Performance and Scalability
Learn how Geode achieves high performance through optimized storage, query planning, indexing, and distributed coordination.
Performance Pillars
1. Storage: Memory-Mapped I/O
From SERVER_FEATURES.md:
Memory-mapped I/O provides efficient storage access:
- Direct memory access: Pages mapped directly into process address space
- OS page cache: Leverage kernel page cache for hot data
- Zero-copy reads: No buffer copying between kernel and user space
- Write coalescing: Batch writes to reduce fsync() calls
2. Query: Cost-Based Optimizer (CBO)
CBO selects optimal execution plans based on:
- Statistics: Row counts, cardinality, value distributions
- Index availability: Which indexes exist and selectivity
- Join cost estimation: Relationship fanout estimates
Example:
EXPLAIN
MATCH (p:Person)-[:KNOWS]->(friend)
WHERE p.age > 25
RETURN p.name, friend.name;
Plan:
Project [p.name, friend.name]
Expand [(p)-[:KNOWS]->(friend)]
Filter [p.age > 25]
IndexScan [Person.age] (uses: person_age_idx)
Without index:
Project [p.name, friend.name]
Expand [(p)-[:KNOWS]->(friend)]
Filter [p.age > 25]
SeqScan [Person] -- Slow!
3. Indexing: IndexOptimizer
From SERVER_FEATURES.md:
IndexOptimizer selects best index for each predicate:
- Predicate analysis: Identify filterable predicates
- Index applicability: Match predicates to available indexes
- Selectivity estimation: Estimate fraction of rows matched
- Cost comparison: Compare index scan vs sequential scan
Specialized index implementations:
| Index Type | Implementation | Complexity |
|---|---|---|
| B-tree | Optimized B+ tree | O(log N) |
| Hash | Chained hash table | O(1) |
| Full-text | Inverted index + BM25 | Varies by query |
| HNSW (vector) | SIMD-accelerated ANN | O(log N) |
| R-tree (spatial) | Hilbert curve ordering | O(log N) |
| Patricia trie | IP prefix matching | O(k) where k = prefix length |
4. HNSW SIMD Acceleration
From SERVER_FEATURES.md:
Vector similarity with SIMD:
- AVX2/AVX-512 instructions: Vectorized distance calculations
- Batch processing: Compute multiple distances in parallel
- Multi-core scaling: Parallel query execution
5. BM25 Full-Text Optimization
From BM25_INDEX_OPTIMIZER_INTEGRATION.md:
BM25 ranking integrated with optimizer:
- Index-aware planning: Use full-text index when
ORDER BY bm25_score() - Early termination: Stop after top-K results
- Parallel scoring: Multi-threaded relevance computation
Distributed Scaling Model
From DISTRIBUTED_QUERY_COORDINATION.md:
Architecture
┌─────────────────┐
│ Client Query │
└────────┬────────┘
│
┌────────▼────────┐
│ Coordinator │ -- Query planning and result merging
└────────┬────────┘
│
┌────┴────┬────────┬────────┐
│ │ │ │
┌───▼───┐ ┌──▼───┐ ┌──▼───┐ ┌──▼───┐
│Shard 1│ │Shard2│ │Shard3│ │Shard4│ -- Data partitions
└───────┘ └──────┘ └──────┘ └──────┘
Distributed Query Execution
- Client sends GQL query to coordinator
- Coordinator parses query and determines which shards to query
- Parallel execution on all relevant shards
- Result merging with deterministic ordering
- Return merged result to client
Example:
-- Federated query
EXPLAIN FEDERATION
MATCH (p:Person {city: "NYC"})-[:KNOWS]->(friend)

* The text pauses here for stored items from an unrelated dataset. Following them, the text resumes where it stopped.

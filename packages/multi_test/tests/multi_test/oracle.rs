use crate::assert_err_id;
use cosmwasm_std::Int128;
use everopt::contracts::feed::RoundDataResp;
use everopt::contracts::market::config::ConfigUpdate;
use everopt::prelude::*;
use everopt_multi_test::market_wrapper::OptionsMarket;
use everopt_multi_test::time::TimeJump;
use everopt_multi_test::EveroptApp;

#[test]
fn spot_scales_feed_decimals_to_wad() {
    let market = OptionsMarket::new(EveroptApp::new_cell().unwrap()).unwrap();

    market.exec_set_price("3123.45").unwrap();
    assert_eq!(market.query_spot_price().unwrap(), "3123.45".parse().unwrap());
}

#[test]
fn stale_rounds_are_rejected() {
    let market = OptionsMarket::new(EveroptApp::new_cell().unwrap()).unwrap();

    // two hours without a round exceeds the default one hour staleness
    market.jump_time(TimeJump::Hours(2)).unwrap();
    let err = market.query_spot_price().unwrap_err();
    assert!(format!("{err:?}").contains("stale_price"), "{err:?}");

    // a fresh round clears it up
    market.exec_set_price("3000").unwrap();
    market.query_spot_price().unwrap();
}

#[test]
fn carried_over_answers_are_rejected() {
    let market = OptionsMarket::new(EveroptApp::new_cell().unwrap()).unwrap();

    let now = market.now();
    market
        .exec_set_round_data(RoundDataResp {
            round_id: 50,
            answer: Int128::new(300_000_000_000),
            started_at: now,
            updated_at: now,
            answered_in_round: 49,
        })
        .unwrap();

    let err = market.query_spot_price().unwrap_err();
    assert!(format!("{err:?}").contains("stale_round"), "{err:?}");
}

#[test]
fn non_positive_answers_are_rejected() {
    let market = OptionsMarket::new(EveroptApp::new_cell().unwrap()).unwrap();

    let now = market.now();
    market
        .exec_set_round_data(RoundDataResp {
            round_id: 50,
            answer: Int128::new(-1),
            started_at: now,
            updated_at: now,
            answered_in_round: 50,
        })
        .unwrap();

    let err = market.query_spot_price().unwrap_err();
    assert!(format!("{err:?}").contains("invalid_price"), "{err:?}");
}

#[test]
fn oracle_failures_roll_back_operations() {
    let market = OptionsMarket::new(EveroptApp::new_cell().unwrap()).unwrap();
    let trader = market.clone_trader(0).unwrap();

    let (id, _) = market
        .exec_buy(&trader, OptionKind::Call, "2800", "1", "100", "700")
        .unwrap();

    // stale feed: the exercise fails wholesale and the position survives
    market.jump_time(TimeJump::Hours(2)).unwrap();
    let err = market.exec_exercise(&trader, id).unwrap_err();
    assert_err_id(err, "stale_price");

    let pos = market.query_position(id).unwrap().position;
    assert!(pos.active);
    assert_eq!(pos.funding_balance, "100".parse().unwrap());
}

#[test]
fn config_updates_validate_ranges() {
    let market = OptionsMarket::new(EveroptApp::new_cell().unwrap()).unwrap();

    let err = market
        .exec_config_update(ConfigUpdate {
            oracle_staleness_seconds: Some(30),
            ..Default::default()
        })
        .unwrap_err();
    assert_err_id(err, "invalid_config");

    let err = market
        .exec_config_update(ConfigUpdate {
            premium_factor: Some("0.5".parse().unwrap()),
            ..Default::default()
        })
        .unwrap_err();
    assert_err_id(err, "invalid_config");

    let err = market
        .exec_config_update(ConfigUpdate {
            funding_period_seconds: Some(0),
            ..Default::default()
        })
        .unwrap_err();
    assert_err_id(err, "invalid_config");

    market
        .exec_config_update(ConfigUpdate {
            oracle_staleness_seconds: Some(600),
            premium_factor: Some("3".parse().unwrap()),
            ..Default::default()
        })
        .unwrap();
    let config: everopt::contracts::market::config::Config =
        market.query(&MarketQueryMsg::Config {}).unwrap();
    assert_eq!(config.oracle_staleness_seconds, 600);
    assert_eq!(config.premium_factor, "3".parse::<cosmwasm_std::Decimal256>().unwrap());
}

#[test]
fn config_updates_are_owner_gated() {
    let market = OptionsMarket::new(EveroptApp::new_cell().unwrap()).unwrap();
    let stranger = market.clone_trader(0).unwrap();

    let err = market
        .exec(
            &stranger,
            &MarketExecuteMsg::Owner(
                everopt::contracts::market::entry::ExecuteOwnerMsg::ConfigUpdate {
                    update: ConfigUpdate::default(),
                },
            ),
            &[],
        )
        .unwrap_err();
    assert_err_id(err, "auth");
}

#[test]
fn pause_blocks_trading() {
    let market = OptionsMarket::new(EveroptApp::new_cell().unwrap()).unwrap();
    let trader = market.clone_trader(0).unwrap();

    market
        .exec_config_update(ConfigUpdate {
            paused: Some(true),
            ..Default::default()
        })
        .unwrap();

    let err = market
        .exec_buy(&trader, OptionKind::Call, "3000", "1", "100", "700")
        .unwrap_err();
    assert_err_id(err, "paused");

    // the owner can still operate the market back open
    market
        .exec_config_update(ConfigUpdate {
            paused: Some(false),
            ..Default::default()
        })
        .unwrap();
    market
        .exec_buy(&trader, OptionKind::Call, "3000", "1", "100", "700")
        .unwrap();
}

RETURN p.name, friend.name;
Execution plan:
Merge [ORDER BY p.name]
│
├─ Query Shard 1: MATCH (p:Person {city: "NYC"})-[:KNOWS]->(f) RETURN p.name, f.name
├─ Query Shard 2: MATCH (p:Person {city: "NYC"})-[:KNOWS]->(f) RETURN p.name, f.name
├─ Query Shard 3: MATCH (p:Person {city: "NYC"})-[:KNOWS]->(f) RETURN p.name, f.name
└─ Query Shard 4: MATCH (p:Person {city: "NYC"})-[:KNOWS]->(f) RETURN p.name, f.name
Optimization Techniques
Predicate pushdown:
-- Coordinator pushes filter to shards (reduce network transfer)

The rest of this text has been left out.